En el cementerio de la Pobla estuve este verano y me impresionó muchísimo porque me puse a mirar las fotos y conocía a muchísimos vecinos. No sé, me pareció un poco macabro que todos me miraran tan contentos (como tú dices), mientras están dentro de esas cajas...

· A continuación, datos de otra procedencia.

//! Freehand drawing element.

use super::{Color, ElementId, ElementMeta};
use kurbo::{Point, Rect, Vec2};
use serde::{Deserialize, Serialize};
use uuid::Uuid;

/// A freehand pencil stroke.
///
/// Points are stored in page-absolute coordinates, not relative to an
/// element origin; the bounding box is derived from the points.
#[derive(Debug, Clone, Serialize, Deserialize)]
pub struct Drawing {
    pub(crate) id: ElementId,
    pub points: Vec<Point>,
    pub color: Color,
    pub stroke_width: f64,
    #[serde(default)]
    pub meta: ElementMeta,
}

impl Drawing {
    /// Start a new stroke from a single point.
    pub fn new(start: Point) -> Self {
        Self {
            id: Uuid::new_v4(),
            points: vec![start],
            color: Color::black(),
            stroke_width: 2.0,
            meta: ElementMeta::default(),
        }
    }

    /// Append a point to the path. Points are only ever appended, never
    /// replaced, while a stroke is in progress.
    pub fn add_point(&mut self, point: Point) {
        self.points.push(point);
    }

    pub fn len(&self) -> usize {
        self.points.len()
    }

    pub fn is_empty(&self) -> bool {
        self.points.is_empty()
    }

    /// Bounding box of the path; degenerates to a zero-size rect for a
    /// single point and to the origin when empty.
    pub fn bounds(&self) -> Rect {
        let Some(first) = self.points.first() else {
            return Rect::ZERO;
        };
        let mut rect = Rect::new(first.x, first.y, first.x, first.y);
        for p in &self.points[1..] {
            rect.x0 = rect.x0.min(p.x);
            rect.y0 = rect.y0.min(p.y);
            rect.x1 = rect.x1.max(p.x);
            rect.y1 = rect.y1.max(p.y);
        }
        rect
    }

    /// Translate the whole path so its bounding-box origin lands at `origin`.
    pub fn translate_to(&mut self, origin: Point) {
        let delta = origin - self.bounds().origin();
        self.translate(delta);
    }

    pub fn translate(&mut self, delta: Vec2) {
        for p in &mut self.points {
            *p += delta;
        }
    }
}

#[cfg(test)]
mod tests {
    use super::*;

    #[test]
    fn test_bounds_from_points() {
        let mut drawing = Drawing::new(Point::new(10.0, 10.0));
        drawing.add_point(Point::new(30.0, 5.0));
        drawing.add_point(Point::new(20.0, 40.0));
        assert_eq!(drawing.bounds(), Rect::new(10.0, 5.0, 30.0, 40.0));
    }

    #[test]
    fn test_translate_to() {
        let mut drawing = Drawing::new(Point::new(10.0, 10.0));
        drawing.add_point(Point::new(20.0, 30.0));
        drawing.translate_to(Point::new(0.0, 0.0));
        assert_eq!(drawing.points[0], Point::new(0.0, 0.0));
        assert_eq!(drawing.points[1], Point::new(10.0, 20.0));
    }
}
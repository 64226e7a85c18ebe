//! Signature element.

use super::{ElementId, ElementMeta};
use kurbo::Point;
use serde::{Deserialize, Serialize};
use uuid::Uuid;

/// A signature field, optionally holding a captured signature image.
#[derive(Debug, Clone, Serialize, Deserialize)]
pub struct Signature {
    pub(crate) id: ElementId,
    /// Top-left corner position.
    pub position: Point,
    pub width: f64,
    pub height: f64,
    /// Captured signature as a `data:` URI, if one has been drawn.
    #[serde(default)]
    pub image: Option<String>,
    #[serde(default)]
    pub meta: ElementMeta,
}

impl Signature {
    pub fn new(position: Point) -> Self {
        Self {
            id: Uuid::new_v4(),
            position,
            width: 200.0,
            height: 80.0,
            image: None,
            meta: ElementMeta::default(),
        }
    }

    pub fn is_signed(&self) -> bool {
        self.image.is_some()
    }
}
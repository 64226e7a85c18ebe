//! Canvas interaction engine.
//!
//! Turns pointer and keyboard input into document mutations and transient
//! UI state. All cross-cutting interaction state (selection, the in-progress
//! drawing, open edit sessions, the context menu) lives in one explicit
//! state machine here; nothing is duplicated into the UI layer.

use crate::document::{Document, ZDirection};
use crate::elements::{CellAddr, Drawing, Element, ElementId};
use crate::input::{Key, Modifiers, MouseButton};
use crate::tools::Tool;
use crate::transfer;
use kurbo::{Point, Vec2};
use serde::{Deserialize, Serialize};

/// When drag moves are written back to the document store.
#[derive(Debug, Clone, Copy, PartialEq, Eq, Default, Serialize, Deserialize)]
#[serde(rename_all = "lowercase")]
pub enum DragCommit {
    /// Commit position on every pointer-move so the rendered state is live.
    #[default]
    Live,
    /// Stage moves internally and commit once on release/leave.
    OnRelease,
}

/// Engine configuration.
#[derive(Debug, Clone, Copy, Default, Serialize, Deserialize)]
pub struct EngineConfig {
    pub drag_commit: DragCommit,
}

/// What the pointer is currently doing.
#[derive(Debug, Clone, Copy, PartialEq)]
pub enum EngineState {
    Idle,
    Selected(ElementId),
    Dragging {
        id: ElementId,
        /// Pointer offset within the element, recorded at pointer-down.
        grab: Vec2,
        /// Whether any pointer-move happened since the down event.
        moved: bool,
    },
    Drawing(ElementId),
    EditingText(ElementId),
    EditingTableCell {
        id: ElementId,
        cell: CellAddr,
    },
    ContextMenu {
        id: ElementId,
        at: Point,
    },
}

/// Side effects the engine cannot perform itself; the embedding UI reacts.
#[derive(Debug, Clone, Copy, PartialEq, Eq)]
pub enum Effect {
    OpenProperties(ElementId),
}

/// The canvas interaction engine: owns the document, the active tool and
/// the interaction state machine.
#[derive(Debug, Clone)]
pub struct Engine {
    pub document: Document,
    tool: Tool,
    state: EngineState,
    /// The single in-progress freehand element, if any.
    current_drawing: Option<ElementId>,
    /// Uncommitted content of an open text/cell edit session.
    pending_edit: Option<String>,
    /// Staged drag position for [`DragCommit::OnRelease`].
    pending_drag: Option<Point>,
    config: EngineConfig,
}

No sé, pero me parece más bonito los cementerios de las películas americanas: campos de cesped con unas losas pequeñitas donde la gente pasea con la tranquilidad del campo. Es una lástima que aquí no se haga parecido :-(

besssisssssss

Lorena dijo...

Paulitta: Pues sí, da menos miedo morirse si vas a parar a un parque que sea bonito. En el norte también son así los cementerios, los niños juegan y tienen "vida", a mí eso me gusta y me quita un poco de mal rollo, supongo que es nuestra cultura. Besotes guapa!

JAVIER dijo...

En Méjico lo celebran al ritmo de rancheras, con guitarras, guitarrones y comida, mucha comida. Los cementerios son de colores y en las casas ponen un altar con velas y ofrendan comidas y bebidas por el alma de los que ya no están. Es una fiesta.
Yo todavía voy con mi familia el 1 de Noviembre a hacer la visita a los que se me fueron, y cada año se me hace más duro. Un abrazo

Lorena dijo...

Javier: ^Pues sí, hay lugares en que lo transforman en una fiesta bonita, y lugares en los que te falta el aire y como tu dices se hace difícil, porque es que esas visitas ¡remueven tantas cosas por dentro!, al fin y al cabo, es meter el dedo en la parte más sensible del alma. ¡Ánimo! y un abrazo fuerte!!

Alicia dijo...

A mi siempre me daban miedo los cementerios hasta que vine a Estocolmo, porque aquí son como parques. Mucha gente va a leer un libro, ninos juegan, hay árboles, cesped, flores... lo dicho, son muy bonitos. Los cementerios espanoles son horribles, sobre todos los de ciudades grandes donde a los muertos se les entierra en pisos. Besitos

Lorena dijo...

Alicia: Es cierto Alicia, pienso exactamente como tu. La muerte la hacemos mucho más fea de lo que parece ya de por sí. Bueno, a ver si prontito puedo darme un paseo por los cementerios suecos y disfrutarlos, que sólo con eso ya me conformo. Un abrazote!